Once your buddy is in panic situation, he won’t listen to you. Any attempt to calm him down may just futile effort & wasting precious air left in your tank. I say this because it just happened to me last Sunday.
Here is what happened to us. I went wreck diving to 90’ deep with a newbie who rented his gears. We discussed about how we were going to dive the wreck (going down along the anchor line). I showed him my hand signal for half tank (1500 psig) and empty (500 psig). Since I’m the more experienced diver, he offered me to lead & he’d follow. He’d tap my shoulder when he reached 1000 psig, so we could begin to ascend.

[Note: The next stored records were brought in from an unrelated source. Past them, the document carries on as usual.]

use nisbot_protocol::{
    AUTH_PATH, AuthRequest, LEADERBOARD_PATH, MessageResponse, SubmitScoreRequest,
};
use time::OffsetDateTime;
use worker::*;

pub mod leaderboard;

use leaderboard::{
    LeaderboardError, PARTICIPANT_PREFIX, Participant, STANDINGS_KEY, Standings, participant_key,
};

/// KV namespace holding one record per participant plus the aggregated standings.
const KV_BINDING: &str = "NISBOT";

fn cors() -> Cors {
    Cors::new()
        .with_origins(["*"])
        .with_methods([Method::Get, Method::Post, Method::Options])
        .with_allowed_headers(["Content-Type"])
}

fn message(status: u16, text: impl Into<String>) -> Result<Response> {
    Ok(Response::from_json(&MessageResponse::new(text))?.with_status(status))
}

fn now_utc() -> OffsetDateTime {
    let millis = Date::now().as_millis();
    OffsetDateTime::from_unix_timestamp_nanos(i128::from(millis) * 1_000_000)
        .unwrap_or(OffsetDateTime::UNIX_EPOCH)
}

async fn load_participant(kv: &KvStore, name: &str) -> Result<Option<Participant>> {
    Ok(kv.get(&participant_key(name)).json::<Participant>().await?)
}

async fn store_participant(kv: &KvStore, participant: &Participant) -> Result<()> {
    let document = serde_json::to_string(participant)?;
    kv.put(&participant_key(&participant.name), document)?
        .execute()
        .await?;
    Ok(())
}

/// Names of every participant key, following the list cursor across pages.
async fn list_participant_keys(kv: &KvStore) -> Result<Vec<String>> {
    let mut keys = Vec::new();
    let mut cursor: Option<String> = None;
    loop {
        let mut list = kv.list().prefix(PARTICIPANT_PREFIX.to_string());
        if let Some(cursor) = cursor.take() {
            list = list.cursor(cursor);
        }
        let page = list.execute().await?;
        keys.extend(page.keys.into_iter().map(|key| key.name));
        cursor = leaderboard::next_page_cursor(page.list_complete, page.cursor);
        if cursor.is_none() {
            break;
        }
    }
    Ok(keys)
}

async fn rebuild_standings(kv: &KvStore) -> Result<Standings> {
    let keys = list_participant_keys(kv).await?;
    let mut participants = Vec::with_capacity(keys.len());
    for key in keys {
        if let Some(participant) = kv.get(&key).json::<Participant>().await? {
            participants.push(participant);
        }
    }
    let standings = Standings::from_participants(&participants);
    console_log!("rebuilt standings from {} participants", standings.len());
    Ok(standings)
}

async fn load_standings(kv: &KvStore) -> Result<Standings> {
    match kv.get(STANDINGS_KEY).json::<Standings>().await? {
        Some(standings) => Ok(standings),
        None => rebuild_standings(kv).await,
    }
}

async fn store_standings(kv: &KvStore, standings: &Standings) -> Result<()> {
    let document = serde_json::to_string(standings)?;
    kv.put(STANDINGS_KEY, document)?.execute().await?;
    Ok(())
}

async fn authenticate(mut req: Request, ctx: RouteContext<()>) -> Result<Response> {
    let Ok(body) = req.json::<AuthRequest>().await else {
        return message(400, "Invalid request body.");
    };
    let name = match leaderboard::validate_name(&body.name) {
        Ok(name) => name,
        Err(err) => return message(400, err.to_string()),
    };

    let kv = ctx.kv(KV_BINDING)?;
    match load_participant(&kv, &name).await? {
        Some(_) => message(200, format!("Welcome, {}!", name)),
        None => {
            console_log!("auth rejected for unknown participant {}", name);
            message(404, LeaderboardError::UnknownParticipant(name).to_string())
        }
    }
}

async fn fetch_leaderboard(_req: Request, ctx: RouteContext<()>) -> Result<Response> {
    let kv = ctx.kv(KV_BINDING)?;
    let standings = match kv.get(STANDINGS_KEY).json::<Standings>().await? {
        Some(standings) => standings,
        None => {
            let standings = rebuild_standings(&kv).await?;
            store_standings(&kv, &standings).await?;
            standings
        }
    };
    Response::from_json(&standings.top())
}

async fn submit_score(mut req: Request, ctx: RouteContext<()>) -> Result<Response> {
    let Ok(body) = req.json::<SubmitScoreRequest>().await else {
        return message(400, "Invalid name or score provided.");
    };
    let name = match leaderboard::validate_submission(&body) {
        Ok(name) => name,
        Err(err) => return message(400, err.to_string()),
    };

    let kv = ctx.kv(KV_BINDING)?;
    let mut participant = load_participant(&kv, &name)
        .await?
        .unwrap_or_else(|| Participant::new(name.clone()));
    participant.record_score(body.score, now_utc());
    store_participant(&kv, &participant).await?;

    let mut standings = load_standings(&kv).await?;
    standings.record(&participant);
    store_standings(&kv, &standings).await?;

    console_log!(
        "score {} submitted for {}, total {}",
        body.score,
        name,
        participant.total_score
    );
    message(201, "Score submitted successfully!")
}

#[event(fetch)]
async fn fetch(req: Request, env: Env, _ctx: Context) -> Result<Response> {
    if req.method() == Method::Options {
        return Response::empty()?.with_cors(&cors());
    }

    let response = Router::new()
        .post_async(AUTH_PATH, authenticate)
        .get_async(LEADERBOARD_PATH, fetch_leaderboard)
        .post_async(LEADERBOARD_PATH, submit_score)
        .run(req, env)
        .await;

    match response {
        Ok(response) => response.with_cors(&cors()),
        Err(err) => {
            console_error!("request failed: {}", err);
            message(500, "Internal server error.")?.with_cors(&cors())
        }
    }
}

We went down to the wreck uneventful (visibility was about 40’, water temperature was about 73F). Once we reached the wreck, his rented reg started to make funny whistling sound and he tapped me on my back. I turned around and look at his SPG and noticed some bubbles streaming out of the fitting, not bad enough to be alarmed, and his pressure was still about 2000 psig. Mine was still about 2600 psig. I look straight to his big round eyes and gestured an OK & an up/down waving hand signal to calm him down & point my finger to his SPG that he still have plenty of air, sticking 2-finger up to sign for 2000 psig. Then trying to tell him when his SPG reached 1000 psig, then we could go up by pointing to his SPG & sticking my index finger & thumb up. But his was in shear panic & just started to fin his way to the anchor line. All I could do was to follow him back up & to make sure that we did a 3-min safety stop at the bar hung by the boat at 15’ depth.